Another line of work in this space combines a world model with tree search (e.g. Muzero [9]), but primarily considers a world model for primitive actions so it can only perform tree search over these primitive actions. In contrast, our work leverages option models ([10, 6]) and learns an extended world model, which allows us to plan over extended actions, with every extended action bringing us $k$ timesteps into the future. This allows us to plan much farther into the future.

Forecaster is a deep model-based hierarchical reinforcement learning algorithm that learns to plan ahead and maximize long-term success in complex pixel environments. As shown in Figure 1, Forecaster uses a manager-worker dynamic, where the former picks high-level goals and the latter learns to achieve them. In addition, Forecaster learns temporally abstract models of its environment. This enables it to plan across diverse potential trajectories and select the one that is anticipated to yield optimal performance in tasks with long-term horizons. All of Forecaster’s elements are optimized during learning through one gradient steps every fixed number of environment steps.

We implemented Forecaster on top of Director [4], reusing its default hyperparameters. Director uses the same manager-worker approach but is limited as it does not involve the notion of options, of the abstract world model, of the tree-search planning or the goal-conditioning.

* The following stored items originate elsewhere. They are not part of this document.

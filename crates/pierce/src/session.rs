//! Per-test browser session: driver, clock, timing config, cancellation.

use std::sync::Arc;
use tokio_util::sync::CancellationToken;

use crate::clock::{Clock, SystemClock};
use crate::config::PierceConfig;
use crate::driver::Driver;
use crate::locator::Locator;
use crate::wait::Waiter;

/// Everything a page object needs to talk to the browser.
///
/// Cheap to clone; clones share the driver, clock and cancellation token.
#[derive(Debug, Clone)]
pub struct Session {
    driver: Arc<dyn Driver>,
    clock: Arc<dyn Clock>,
    config: PierceConfig,
    cancel: CancellationToken,
}

impl Session {
    /// Session over `driver` with the system clock and default config
    #[must_use]
    pub fn new(driver: Arc<dyn Driver>) -> Self {
        Self {
            driver,
            clock: Arc::new(SystemClock::new()),
            config: PierceConfig::default(),
            cancel: CancellationToken::new(),
        }
    }

    /// Replace the clock
    #[must_use]
    pub fn with_clock(mut self, clock: Arc<dyn Clock>) -> Self {
        self.clock = clock;
        self
    }

    /// Replace the timing config
    #[must_use]
    pub const fn with_config(mut self, config: PierceConfig) -> Self {
        self.config = config;
        self
    }

    /// Tie waits to an externally owned token (e.g. the test harness's)
    #[must_use]
    pub fn with_cancellation(mut self, cancel: CancellationToken) -> Self {
        self.cancel = cancel;
        self
    }

    /// The driver
    #[must_use]
    pub fn driver(&self) -> &dyn Driver {
        self.driver.as_ref()
    }

    /// The clock
    #[must_use]
    pub fn clock(&self) -> &Arc<dyn Clock> {
        &self.clock
    }

    /// The timing config
    #[must_use]
    pub const fn config(&self) -> &PierceConfig {
        &self.config
    }

    /// Token that aborts every wait on this session
    #[must_use]
    pub fn cancellation_token(&self) -> CancellationToken {
        self.cancel.clone()
    }

    /// Abort in-flight and future waits
    pub fn cancel(&self) {
        self.cancel.cancel();
    }

    /// Waiter bound to this session's clock and token
    #[must_use]
    pub fn waiter(&self) -> Waiter {
        Waiter::new(self.clock.clone(), self.cancel.clone())
    }

    /// Document-rooted locator
    #[must_use]
    pub fn locate(&self, selector: impl Into<String>) -> Locator {
        Locator::new(selector)
    }
}

#[cfg(test)]
#[allow(clippy::unwrap_used)]
mod tests {
    use super::*;
    use crate::clock::FakeClock;
    use crate::mock::{MockDom, MockDriver, NodeSpec};
    use crate::result::FailureKind;
    use crate::wait::{Probe, WaitOptions};
    use std::time::Duration;

    fn session() -> (Session, Arc<FakeClock>) {
        let clock = Arc::new(FakeClock::new());
        let dom = MockDom::from_specs(vec![NodeSpec::new("main")]);
        let driver = Arc::new(MockDriver::new(dom, clock.clone()));
        (Session::new(driver).with_clock(clock.clone()), clock)
    }

    #[tokio::test]
    async fn test_waiter_uses_session_clock() {
        let (session, clock) = session();
        let options = WaitOptions::new().with_timeout(300).with_poll_interval(100);
        let err = session
            .waiter()
            .wait_until("never", &options, || async {
                Ok(Probe::<()>::Pending("no".into()))
            })
            .await
            .unwrap_err();
        assert_eq!(err.kind(), FailureKind::Timeout);
        assert_eq!(clock.now(), Duration::from_millis(300));
    }

    #[tokio::test]
    async fn test_cancel_is_shared_by_clones() {
        let (session, _) = session();
        let clone = session.clone();
        session.cancel();
        assert!(clone.cancellation_token().is_cancelled());
        let err = clone
            .waiter()
            .wait_until("anything", &WaitOptions::new(), || async {
                Ok(Probe::Ready(()))
            })
            .await
            .unwrap_err();
        assert_eq!(err.kind(), FailureKind::Cancelled);
    }

    #[tokio::test]
    async fn test_locate_finds_document_elements() {
        let (session, _) = session();
        assert!(session.locate("main").exists(&session).await.unwrap());
    }

    #[test]
    fn test_with_config() {
        let (session, _) = session();
        let config = PierceConfig::default().with_search(WaitOptions::search().with_timeout(9));
        let session = session.with_config(config);
        assert_eq!(session.config().search.timeout_ms, 9);
    }
}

Environments. We evaluate Forecaster on one benchmarking environment[4]: Egocentric Ant Maze: The agent controls a quadruped robot which navigates through a 3D maze and is controlled through joint torques. The agent has a first-person camera and proprioceptive inputs, and only receives a reward if it reaches the terminal reward.

Single Task. We first train both Forecaster and Director from scratch on Egocentric Ant Maze. In Figure 3 we see that Forecaster learns as well as Director on Small Ant Maze and learns more sample efficiently when compared to Director on Medium Ant Maze. We hypothesize that the increase in sample efficiency is only visible in Medium Ant Maze because Small Ant Maze is too simple of an environment for Forecaster’s planning to begin to be useful.

Generalization. Next, we train Forecaster on Egocentric Small Ant Maze and compare loading the pre-trained worker, manager and extended world model vs. only loading the pre-trained worker and manager vs. training from scratch on Ant Maze M. In Figure 2 we report that loading the extended world model trained on Small Ant Maze results in improved sample efficiency when compared to only loading the worker and manager trained on Small Ant Maze. Forecaster is able to generalize its extended world model from one environment to another, showcasing its ability to plan across different environments after only being trained in one.

In this work, we proposed a method to demonstrate the benefits of building an abstract world model with tree-search planning from high-dimensional input space such as pixel-based environments. It’s noteworthy that the gains we’ve observed are a result of a limited hyper-parameter search, which is quite promising. Future research focusing on exploring variable tree sizes is likely to yield even better performance enhancements. While investigating larger tree structures may incur increased computational costs, affordances [6] may provide solutions to the large branching factor [7].

Furthermore, in the context of high-level decision-making, an open research questions is to relax the assumption of changing goals at fixed intervals. This would enable the agent to adapt dynamically to the environment, potentially improving performance on tasks that demand precise timing and stitching. Leveraging the proposed ideas in conjunction with large models such as Transformer XL [1] is an interesting direction for future work with potential to impact even larger scale.